Posted on: 2018-07-25

At Netflix, software engineers own the full lifecycle of an application, from gathering the requirement to building the code, to the way we handle our life cycle process to the deployment which includes configuring AWS for DNS and load-balancing. I personally like to have on every pull request a build that makes sure that everything is building and not only on my machine as well as my unit tests to be run to make sure that no regression is introduced. For several months, this process was taking 3 minutes +-10 seconds. This was satisfying for me, it was accomplishing its main goal. I was expecting some time because of the nature of the project. First, I am using TypeScript, seconds I am using node modules and third I need to run these unit tests. The code is relatively small on that project. I wrote about 36k lines in the last 11 months and there are about 900 unit tests that need to run.

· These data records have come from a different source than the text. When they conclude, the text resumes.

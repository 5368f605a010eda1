//! Freshness reconciliation for recent pass decisions.
//!
//! A pass is lifted early when the entity changed after the decision. When
//! the entity cannot be resolved the pass stays in force.

use crate::db::SwipeStore;
use crate::error::{Error, Result};
use crate::models::{EntityStamp, SwipeAction, SwipeEvent, TargetId};

/// Whether a passed entity changed after the pass.
#[derive(Debug, Clone, Copy, PartialEq, Eq)]
pub enum Freshness {
    /// Not modified since the pass
    Unchanged,
    /// Modified strictly after the pass
    ModifiedSince,
    /// Lookup failed or the entity is gone
    Unresolved,
}

impl Freshness {
    /// Assess an event against the entity's last-modified time.
    pub fn assess(event: &SwipeEvent, last_modified: &Result<i64>) -> Self {
        match last_modified {
            Ok(at) if *at > event.occurred_at => Self::ModifiedSince,
            Ok(_) => Self::Unchanged,
            Err(_) => Self::Unresolved,
        }
    }

    /// Whether the pass should keep hiding the entity
    pub const fn keeps_exclusion(self) -> bool {
        !matches!(self, Self::ModifiedSince)
    }
}

/// Targets of `recent_passes` that remain excluded.
///
/// `last_modified` resolves each event's entity; errors fail closed.
/// Non-pass events are ignored.
pub fn reconcile<F>(recent_passes: &[SwipeEvent], mut last_modified: F) -> Vec<TargetId>
where
    F: FnMut(&SwipeEvent) -> Result<i64>,
{
    recent_passes
        .iter()
        .filter(|event| event.action == SwipeAction::Pass)
        .filter(|event| {
            let lookup = last_modified(event);
            if let Err(error) = &lookup {
                tracing::warn!(
                    target_id = %event.target_id,
                    "Keeping pass exclusion, freshness unknown: {}",
                    error
                );
            }
            Freshness::assess(event, &lookup).keeps_exclusion()
        })
        .map(|event| event.target_id)
        .collect()
}

/// Resolve an event's entity to its last-modified time.
pub async fn last_modified<S: SwipeStore>(store: &S, event: &SwipeEvent) -> Result<i64> {
    store
        .entity_timestamp(&event.target_id, event.target_kind)
        .await?
        .as_ref()
        .map(EntityStamp::last_modified)
        .ok_or_else(|| Error::UnresolvedEntity(format!("{} {}", event.target_kind, event.target_id)))
}

/// Look up every pass against the store, then reconcile.
pub async fn reconcile_with_store<S: SwipeStore>(
    store: &S,
    recent_passes: &[SwipeEvent],
) -> Vec<TargetId> {
    let passes: Vec<SwipeEvent> = recent_passes
        .iter()
        .filter(|event| event.action == SwipeAction::Pass)
        .cloned()
        .collect();

    let mut lookups = Vec::with_capacity(passes.len());
    for event in &passes {
        lookups.push(last_modified(store, event).await);
    }

    let mut resolved = lookups.into_iter();
    reconcile(&passes, |_| {
        resolved
            .next()
            .unwrap_or_else(|| Err(Error::UnresolvedEntity("lookup missing".to_string())))
    })
}

#[cfg(test)]
mod tests {
    use super::*;
    use crate::models::{ActorId, TargetKind};

    fn pass_at(occurred_at: i64) -> SwipeEvent {
        SwipeEvent::new(
            ActorId::new("a").unwrap(),
            TargetId::new(),
            TargetKind::Listing,
            SwipeAction::Pass,
            occurred_at,
        )
    }

    #[test]
    fn assess_requires_strictly_newer_modification() {
        let event = pass_at(100);
        assert_eq!(Freshness::assess(&event, &Ok(101)), Freshness::ModifiedSince);
        assert_eq!(Freshness::assess(&event, &Ok(100)), Freshness::Unchanged);
        assert_eq!(Freshness::assess(&event, &Ok(5)), Freshness::Unchanged);
        assert_eq!(
            Freshness::assess(&event, &Err(Error::UnresolvedEntity("x".into()))),
            Freshness::Unresolved
        );
    }

    #[test]
    fn reconcile_drops_modified_and_keeps_the_rest() {
        let modified = pass_at(100);
        let unchanged = pass_at(100);
        let missing = pass_at(100);
        let events = vec![modified.clone(), unchanged.clone(), missing.clone()];

        let kept = reconcile(&events, |event| {
            if event.target_id == modified.target_id {
                Ok(200)
            } else if event.target_id == unchanged.target_id {
                Ok(50)
            } else {
                Err(Error::UnresolvedEntity("deleted".into()))
            }
        });

        assert_eq!(kept, vec![unchanged.target_id, missing.target_id]);
    }

    #[test]
    fn reconcile_ignores_likes() {
        let mut like = pass_at(0);
        like.action = SwipeAction::Like;
        let kept = reconcile(&[like], |_| Ok(0));
        assert!(kept.is_empty());
    }
}
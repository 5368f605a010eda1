//! swipedeck CLI - Record swipes and inspect the next deck from a terminal
//!
//! Every command acts for one actor on one local database.

mod cli;
mod commands;
mod config_profiles;
mod error;


use clap::Parser;
use tracing_subscriber::EnvFilter;

use crate::cli::{Cli, Commands};
use crate::commands::common::{resolve_db_path, Invocation};
use crate::commands::completions::run_completions;
use crate::commands::config::run_config;
use crate::commands::deck::run_deck;
use crate::commands::entity::run_entity;
use crate::commands::excluded::run_excluded;
use crate::commands::purge::run_purge;
use crate::commands::status::run_status;
use crate::commands::swipe::run_swipe;
use crate::commands::sync::run_sync;
use crate::commands::undo::run_undo;
use crate::error::CliError;

#[tokio::main]
async fn main() {
    if let Err(error) = run().await {
        eprintln!("Error: {error}");
        std::process::exit(1);
    }
}

async fn run() -> Result<(), CliError> {
    dotenvy::dotenv().ok();

    let mut filter = EnvFilter::from_default_env();
    if let Ok(directive) = "swipedeck=info".parse() {
        filter = filter.add_directive(directive);
    }
    tracing_subscriber::fmt()
        .with_env_filter(filter)
        .with_writer(std::io::stderr)
        .init();

    let cli = Cli::parse();
    let invocation = Invocation {
        db_path: resolve_db_path(cli.db_path),
        profile: cli.profile,
        actor: cli.actor,
    };

    match cli.command {
        Commands::Swipe {
            target,
            kind,
            action,
            category,
        } => {
            run_swipe(
                &invocation,
                &target,
                kind.into(),
                action.into(),
                category.as_deref(),
            )
            .await?;
        }
        Commands::Undo => run_undo(&invocation).await?,
        Commands::Excluded { kind, json } => run_excluded(&invocation, kind.into(), json).await?,
        Commands::Deck { kind, limit, json } => {
            run_deck(&invocation, kind.into(), limit, json).await?;
        }
        Commands::Status { kind, json } => run_status(&invocation, kind.into(), json).await?,
        Commands::Purge { kind } => run_purge(&invocation, kind.into()).await?,
        Commands::Entity { command } => run_entity(&invocation, command).await?,
        Commands::Config { command } => run_config(command, invocation.profile.as_deref())?,
        Commands::Sync => run_sync(&invocation).await?,
        Commands::Completions { shell, output } => {
            run_completions(shell, output.as_deref())?;
        }
    }

    Ok(())
}
pub mod common;
pub mod completions;
pub mod config;
pub mod deck;
pub mod entity;
pub mod excluded;
pub mod purge;
pub mod status;
pub mod swipe;
pub mod sync;
pub mod undo;
use swipedeck_core::TargetKind;

use crate::commands::common::{format_exclusion_lines, open_actor_service, Invocation};
use crate::error::CliError;

pub async fn run_excluded(
    invocation: &Invocation,
    target_kind: TargetKind,
    as_json: bool,
) -> Result<(), CliError> {
    let service = open_actor_service(invocation).await?;
    let exclusions = service.exclusion_set(target_kind).await?;

    if as_json {
        println!("{}", serde_json::to_string_pretty(&exclusions)?);
        return Ok(());
    }

    if exclusions.is_empty() {
        println!("Nothing excluded.");
        return Ok(());
    }

    for line in format_exclusion_lines(&exclusions) {
        println!("{line}");
    }
    Ok(())
}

Moving from 3 minutes to 1 minute 30 seconds

The first step was to add the unit tests. Yes! The first few months only the build was running. Mainly because we are using Bitbucket and Jenkins and I never took the time to configure everything -- and it is not straightforward to get coverage with Jenkins for JavaScript code. Nevertheless, I was using the create-react-app react-scripts-ts build command which are way slower than running the command react-scripts-ts test --env=jsdom --coverage. In my case, it trimmed 1 minutes 30 seconds.

Still, I was observing in the remaining 1 minute 30 seconds a waste of 1 minute trying to get node_modules by the command npm install regardless of my step specifying npm ci. The difference between install and ci is that the first one is slower because it performs a task for the package-lock.json which the ci command skip by relying on an existing generated package-lock.json file

Moving from 1 minute 30 seconds to 1 minute 10 seconds

The install command was bothering me and I found out that we had some internal process taking over some steps. To keep it show, I had to do some modification. First, in Jenkins, you can preserve folder like the node_modules. This is under "Build Environment". Do not forget to check the "Apply pattern also on directories". However, the problem is still npm. The ci removes the node_module. We are not more advanced than before. So, the idea is to use back the install command.

Conclusion

There is still some room for improvement. To be honest, I had to completely not delete the whole workspace to have it to work. Jenkins was removing all the time the node_modules regardless of the syntax I was using. I also found suspecious that it takes 20 seconds for npm install to figure out that nothing has changed -- that is very slow. I'll have to investigate further with yarn.